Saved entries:
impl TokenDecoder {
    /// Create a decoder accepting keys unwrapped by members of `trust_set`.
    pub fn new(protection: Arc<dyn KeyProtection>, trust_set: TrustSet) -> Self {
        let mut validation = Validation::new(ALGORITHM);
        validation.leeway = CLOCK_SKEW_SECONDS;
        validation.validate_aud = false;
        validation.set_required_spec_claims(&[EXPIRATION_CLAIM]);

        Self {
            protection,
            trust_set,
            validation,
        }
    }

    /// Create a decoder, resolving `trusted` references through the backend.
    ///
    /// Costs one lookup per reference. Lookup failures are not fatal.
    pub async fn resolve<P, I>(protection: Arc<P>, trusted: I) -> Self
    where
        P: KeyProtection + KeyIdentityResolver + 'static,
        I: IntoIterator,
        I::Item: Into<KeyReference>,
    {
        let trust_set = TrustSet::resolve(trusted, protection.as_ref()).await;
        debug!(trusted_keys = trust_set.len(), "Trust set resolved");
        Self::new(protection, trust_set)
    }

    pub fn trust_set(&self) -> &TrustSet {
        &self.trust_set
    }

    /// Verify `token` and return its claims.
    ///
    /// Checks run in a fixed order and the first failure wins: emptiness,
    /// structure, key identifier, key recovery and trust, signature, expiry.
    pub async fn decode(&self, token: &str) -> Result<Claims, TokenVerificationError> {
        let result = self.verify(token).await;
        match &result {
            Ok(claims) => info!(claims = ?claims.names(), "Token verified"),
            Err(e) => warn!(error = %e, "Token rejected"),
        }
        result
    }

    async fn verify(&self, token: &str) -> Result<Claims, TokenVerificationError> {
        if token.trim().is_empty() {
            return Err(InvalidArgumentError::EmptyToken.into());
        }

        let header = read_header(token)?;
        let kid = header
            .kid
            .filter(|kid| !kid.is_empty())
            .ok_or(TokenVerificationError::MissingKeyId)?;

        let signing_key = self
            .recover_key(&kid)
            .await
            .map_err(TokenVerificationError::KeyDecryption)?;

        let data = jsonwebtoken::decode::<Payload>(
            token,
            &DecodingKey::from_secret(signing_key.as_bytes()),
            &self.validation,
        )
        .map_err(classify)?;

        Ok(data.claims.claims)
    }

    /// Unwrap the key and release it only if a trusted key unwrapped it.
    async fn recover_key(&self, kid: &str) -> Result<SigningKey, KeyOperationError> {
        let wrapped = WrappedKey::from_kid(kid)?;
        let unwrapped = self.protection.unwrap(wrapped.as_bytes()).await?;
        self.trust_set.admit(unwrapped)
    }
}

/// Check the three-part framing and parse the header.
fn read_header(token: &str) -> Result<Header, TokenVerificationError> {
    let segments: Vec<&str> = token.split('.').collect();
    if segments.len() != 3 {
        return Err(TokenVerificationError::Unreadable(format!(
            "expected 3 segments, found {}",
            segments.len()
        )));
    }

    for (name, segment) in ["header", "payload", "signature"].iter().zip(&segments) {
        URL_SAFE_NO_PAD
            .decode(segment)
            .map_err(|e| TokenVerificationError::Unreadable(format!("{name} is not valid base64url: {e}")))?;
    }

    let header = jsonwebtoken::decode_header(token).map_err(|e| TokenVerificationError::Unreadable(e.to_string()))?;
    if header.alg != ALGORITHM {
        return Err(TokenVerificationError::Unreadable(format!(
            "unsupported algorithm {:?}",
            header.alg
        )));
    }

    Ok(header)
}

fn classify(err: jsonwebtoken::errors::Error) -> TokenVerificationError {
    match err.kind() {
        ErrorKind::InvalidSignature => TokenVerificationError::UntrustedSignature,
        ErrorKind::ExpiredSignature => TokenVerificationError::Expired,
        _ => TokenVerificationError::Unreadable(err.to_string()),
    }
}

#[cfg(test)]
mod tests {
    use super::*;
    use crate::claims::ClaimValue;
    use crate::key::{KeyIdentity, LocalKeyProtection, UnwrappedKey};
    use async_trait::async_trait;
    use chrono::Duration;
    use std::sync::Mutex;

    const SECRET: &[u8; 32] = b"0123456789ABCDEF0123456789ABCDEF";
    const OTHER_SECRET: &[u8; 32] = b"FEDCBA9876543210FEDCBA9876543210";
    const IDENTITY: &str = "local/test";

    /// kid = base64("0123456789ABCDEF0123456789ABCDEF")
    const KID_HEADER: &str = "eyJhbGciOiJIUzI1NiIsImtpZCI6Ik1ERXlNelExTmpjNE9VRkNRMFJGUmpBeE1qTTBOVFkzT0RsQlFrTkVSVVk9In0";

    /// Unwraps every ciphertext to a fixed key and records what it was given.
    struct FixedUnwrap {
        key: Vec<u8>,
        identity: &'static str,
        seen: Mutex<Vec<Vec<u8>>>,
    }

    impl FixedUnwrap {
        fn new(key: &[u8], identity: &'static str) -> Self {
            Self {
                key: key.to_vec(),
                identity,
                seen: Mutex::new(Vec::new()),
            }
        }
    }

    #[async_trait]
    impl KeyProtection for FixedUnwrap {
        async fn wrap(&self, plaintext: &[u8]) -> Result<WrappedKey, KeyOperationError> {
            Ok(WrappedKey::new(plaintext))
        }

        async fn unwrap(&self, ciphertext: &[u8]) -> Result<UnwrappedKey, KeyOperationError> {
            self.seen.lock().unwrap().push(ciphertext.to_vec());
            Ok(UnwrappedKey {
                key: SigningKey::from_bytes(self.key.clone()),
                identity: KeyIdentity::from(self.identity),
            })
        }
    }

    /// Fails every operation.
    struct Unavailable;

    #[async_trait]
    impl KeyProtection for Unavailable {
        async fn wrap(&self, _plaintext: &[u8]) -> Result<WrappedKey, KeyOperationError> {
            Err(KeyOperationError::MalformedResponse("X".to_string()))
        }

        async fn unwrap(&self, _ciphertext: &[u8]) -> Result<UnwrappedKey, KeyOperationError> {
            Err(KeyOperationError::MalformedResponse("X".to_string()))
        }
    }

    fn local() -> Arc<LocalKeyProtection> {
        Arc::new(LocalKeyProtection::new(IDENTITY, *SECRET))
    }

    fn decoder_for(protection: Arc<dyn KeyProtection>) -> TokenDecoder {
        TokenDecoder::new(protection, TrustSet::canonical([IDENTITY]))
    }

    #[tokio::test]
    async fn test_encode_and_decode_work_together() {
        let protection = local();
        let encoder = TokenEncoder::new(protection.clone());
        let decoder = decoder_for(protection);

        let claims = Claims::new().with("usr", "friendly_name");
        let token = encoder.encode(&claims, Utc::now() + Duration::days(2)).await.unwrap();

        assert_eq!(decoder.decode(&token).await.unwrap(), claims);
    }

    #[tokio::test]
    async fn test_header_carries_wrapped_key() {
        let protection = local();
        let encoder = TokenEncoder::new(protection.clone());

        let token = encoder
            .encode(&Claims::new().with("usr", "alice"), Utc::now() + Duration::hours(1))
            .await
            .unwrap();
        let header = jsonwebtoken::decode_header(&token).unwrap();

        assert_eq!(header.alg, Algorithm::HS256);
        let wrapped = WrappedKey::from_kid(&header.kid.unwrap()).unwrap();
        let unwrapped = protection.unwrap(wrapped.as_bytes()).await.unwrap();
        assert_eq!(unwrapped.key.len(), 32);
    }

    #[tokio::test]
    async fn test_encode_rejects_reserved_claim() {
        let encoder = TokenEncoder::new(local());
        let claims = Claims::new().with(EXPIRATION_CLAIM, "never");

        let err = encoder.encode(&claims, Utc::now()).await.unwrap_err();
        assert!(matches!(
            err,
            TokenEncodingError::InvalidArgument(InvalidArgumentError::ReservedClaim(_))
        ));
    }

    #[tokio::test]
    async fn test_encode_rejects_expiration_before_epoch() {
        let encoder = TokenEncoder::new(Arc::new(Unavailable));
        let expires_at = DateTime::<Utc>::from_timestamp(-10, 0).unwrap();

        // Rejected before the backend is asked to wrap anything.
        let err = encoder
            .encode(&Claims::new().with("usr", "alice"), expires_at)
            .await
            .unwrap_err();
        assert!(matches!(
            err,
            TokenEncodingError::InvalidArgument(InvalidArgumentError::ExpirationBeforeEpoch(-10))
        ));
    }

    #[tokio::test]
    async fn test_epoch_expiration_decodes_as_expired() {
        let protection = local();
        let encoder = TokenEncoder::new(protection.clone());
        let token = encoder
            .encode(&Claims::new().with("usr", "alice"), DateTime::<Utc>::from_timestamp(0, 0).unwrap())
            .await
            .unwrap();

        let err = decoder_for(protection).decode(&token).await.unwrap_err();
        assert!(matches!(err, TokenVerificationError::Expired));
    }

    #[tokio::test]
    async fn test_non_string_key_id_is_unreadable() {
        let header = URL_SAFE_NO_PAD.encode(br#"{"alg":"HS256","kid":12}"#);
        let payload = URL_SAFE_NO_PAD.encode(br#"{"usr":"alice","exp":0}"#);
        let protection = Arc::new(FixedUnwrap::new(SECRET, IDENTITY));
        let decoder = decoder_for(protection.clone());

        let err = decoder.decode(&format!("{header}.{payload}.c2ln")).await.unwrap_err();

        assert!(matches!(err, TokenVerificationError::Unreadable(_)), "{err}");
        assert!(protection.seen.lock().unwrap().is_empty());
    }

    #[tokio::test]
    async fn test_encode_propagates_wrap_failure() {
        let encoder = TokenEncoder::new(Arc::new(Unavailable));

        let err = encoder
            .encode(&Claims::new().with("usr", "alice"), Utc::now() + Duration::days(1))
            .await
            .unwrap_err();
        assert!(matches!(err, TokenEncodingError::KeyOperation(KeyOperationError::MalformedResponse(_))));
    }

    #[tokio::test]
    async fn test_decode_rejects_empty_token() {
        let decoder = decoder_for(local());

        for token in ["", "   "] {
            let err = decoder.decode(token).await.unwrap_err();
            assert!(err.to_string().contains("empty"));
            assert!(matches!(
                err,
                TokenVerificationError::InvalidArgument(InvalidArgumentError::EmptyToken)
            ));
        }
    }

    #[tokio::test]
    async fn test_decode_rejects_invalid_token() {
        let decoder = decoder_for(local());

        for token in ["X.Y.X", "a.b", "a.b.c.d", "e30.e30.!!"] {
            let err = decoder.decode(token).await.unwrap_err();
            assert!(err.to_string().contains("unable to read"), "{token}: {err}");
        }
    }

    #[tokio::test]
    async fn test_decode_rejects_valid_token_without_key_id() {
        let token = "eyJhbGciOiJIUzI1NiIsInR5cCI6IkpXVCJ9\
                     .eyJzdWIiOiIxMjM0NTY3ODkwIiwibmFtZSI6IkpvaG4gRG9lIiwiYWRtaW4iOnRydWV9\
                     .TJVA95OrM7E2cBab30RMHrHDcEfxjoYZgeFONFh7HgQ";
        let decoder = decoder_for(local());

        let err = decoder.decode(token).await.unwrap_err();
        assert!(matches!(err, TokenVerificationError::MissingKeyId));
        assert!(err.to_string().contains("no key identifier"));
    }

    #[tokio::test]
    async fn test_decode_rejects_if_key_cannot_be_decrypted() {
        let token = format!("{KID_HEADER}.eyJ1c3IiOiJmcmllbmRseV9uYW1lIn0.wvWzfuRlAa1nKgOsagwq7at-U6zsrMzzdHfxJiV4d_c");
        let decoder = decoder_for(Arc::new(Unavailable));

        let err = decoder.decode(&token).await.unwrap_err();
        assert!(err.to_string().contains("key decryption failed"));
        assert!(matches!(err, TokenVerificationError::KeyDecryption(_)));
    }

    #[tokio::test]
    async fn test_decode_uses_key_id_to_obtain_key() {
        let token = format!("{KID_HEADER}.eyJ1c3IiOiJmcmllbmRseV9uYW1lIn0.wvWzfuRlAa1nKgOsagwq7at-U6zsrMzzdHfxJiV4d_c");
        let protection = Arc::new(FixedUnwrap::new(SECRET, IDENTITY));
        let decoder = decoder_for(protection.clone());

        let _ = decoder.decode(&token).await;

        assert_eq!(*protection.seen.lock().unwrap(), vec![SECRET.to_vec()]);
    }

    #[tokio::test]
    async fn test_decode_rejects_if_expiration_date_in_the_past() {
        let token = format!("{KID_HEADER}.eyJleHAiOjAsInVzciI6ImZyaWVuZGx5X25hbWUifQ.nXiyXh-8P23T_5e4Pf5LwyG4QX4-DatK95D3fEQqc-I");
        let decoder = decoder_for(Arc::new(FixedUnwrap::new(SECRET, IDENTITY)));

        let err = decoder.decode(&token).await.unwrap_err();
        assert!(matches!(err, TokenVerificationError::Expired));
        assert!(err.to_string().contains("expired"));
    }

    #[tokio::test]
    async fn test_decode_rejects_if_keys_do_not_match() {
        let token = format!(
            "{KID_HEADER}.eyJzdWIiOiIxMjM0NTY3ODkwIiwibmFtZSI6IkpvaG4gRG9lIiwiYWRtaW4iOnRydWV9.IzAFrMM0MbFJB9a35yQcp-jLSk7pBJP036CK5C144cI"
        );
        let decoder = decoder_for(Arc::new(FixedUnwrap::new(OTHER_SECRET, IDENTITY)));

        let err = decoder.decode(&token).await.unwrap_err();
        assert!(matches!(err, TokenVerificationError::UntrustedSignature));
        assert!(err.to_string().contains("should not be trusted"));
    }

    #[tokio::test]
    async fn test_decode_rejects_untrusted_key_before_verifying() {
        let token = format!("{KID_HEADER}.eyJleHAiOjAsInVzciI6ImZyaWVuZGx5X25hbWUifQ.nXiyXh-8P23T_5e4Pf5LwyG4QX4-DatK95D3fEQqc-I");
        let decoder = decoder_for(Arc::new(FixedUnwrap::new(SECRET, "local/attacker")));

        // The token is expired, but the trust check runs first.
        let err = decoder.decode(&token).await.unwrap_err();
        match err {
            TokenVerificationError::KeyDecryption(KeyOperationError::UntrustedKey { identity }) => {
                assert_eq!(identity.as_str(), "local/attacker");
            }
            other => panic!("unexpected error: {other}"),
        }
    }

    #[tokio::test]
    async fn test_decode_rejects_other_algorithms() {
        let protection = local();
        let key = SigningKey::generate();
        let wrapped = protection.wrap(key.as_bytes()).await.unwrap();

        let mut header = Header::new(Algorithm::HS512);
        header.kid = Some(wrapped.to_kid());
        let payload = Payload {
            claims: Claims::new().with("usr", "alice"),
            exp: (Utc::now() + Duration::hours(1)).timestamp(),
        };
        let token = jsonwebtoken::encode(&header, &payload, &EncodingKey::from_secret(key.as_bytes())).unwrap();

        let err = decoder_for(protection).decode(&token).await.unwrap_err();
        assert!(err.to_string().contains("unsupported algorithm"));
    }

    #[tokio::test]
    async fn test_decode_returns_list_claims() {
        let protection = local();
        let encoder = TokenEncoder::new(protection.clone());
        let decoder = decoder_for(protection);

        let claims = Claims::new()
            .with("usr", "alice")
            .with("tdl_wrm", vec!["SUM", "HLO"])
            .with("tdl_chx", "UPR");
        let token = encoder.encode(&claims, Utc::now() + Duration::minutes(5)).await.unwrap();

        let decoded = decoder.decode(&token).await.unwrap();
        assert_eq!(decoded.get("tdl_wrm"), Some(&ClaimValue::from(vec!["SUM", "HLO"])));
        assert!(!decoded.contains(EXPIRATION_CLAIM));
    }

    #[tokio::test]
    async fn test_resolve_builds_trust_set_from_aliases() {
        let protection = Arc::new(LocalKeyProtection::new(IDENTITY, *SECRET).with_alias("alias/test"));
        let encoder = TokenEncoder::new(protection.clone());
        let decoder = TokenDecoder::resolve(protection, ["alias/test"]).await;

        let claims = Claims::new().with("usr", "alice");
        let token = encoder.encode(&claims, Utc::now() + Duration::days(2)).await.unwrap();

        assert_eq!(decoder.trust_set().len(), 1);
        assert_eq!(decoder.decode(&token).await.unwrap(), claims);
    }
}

WHAT YOU HAVE TO DO: Of the records above, copy each line that includes "FixedUnwrap".

REPLY:
    struct FixedUnwrap {
    impl FixedUnwrap {
    impl KeyProtection for FixedUnwrap {
        let protection = Arc::new(FixedUnwrap::new(SECRET, IDENTITY));
        let protection = Arc::new(FixedUnwrap::new(SECRET, IDENTITY));
        let decoder = decoder_for(Arc::new(FixedUnwrap::new(SECRET, IDENTITY)));
        let decoder = decoder_for(Arc::new(FixedUnwrap::new(OTHER_SECRET, IDENTITY)));
        let decoder = decoder_for(Arc::new(FixedUnwrap::new(SECRET, "local/attacker")));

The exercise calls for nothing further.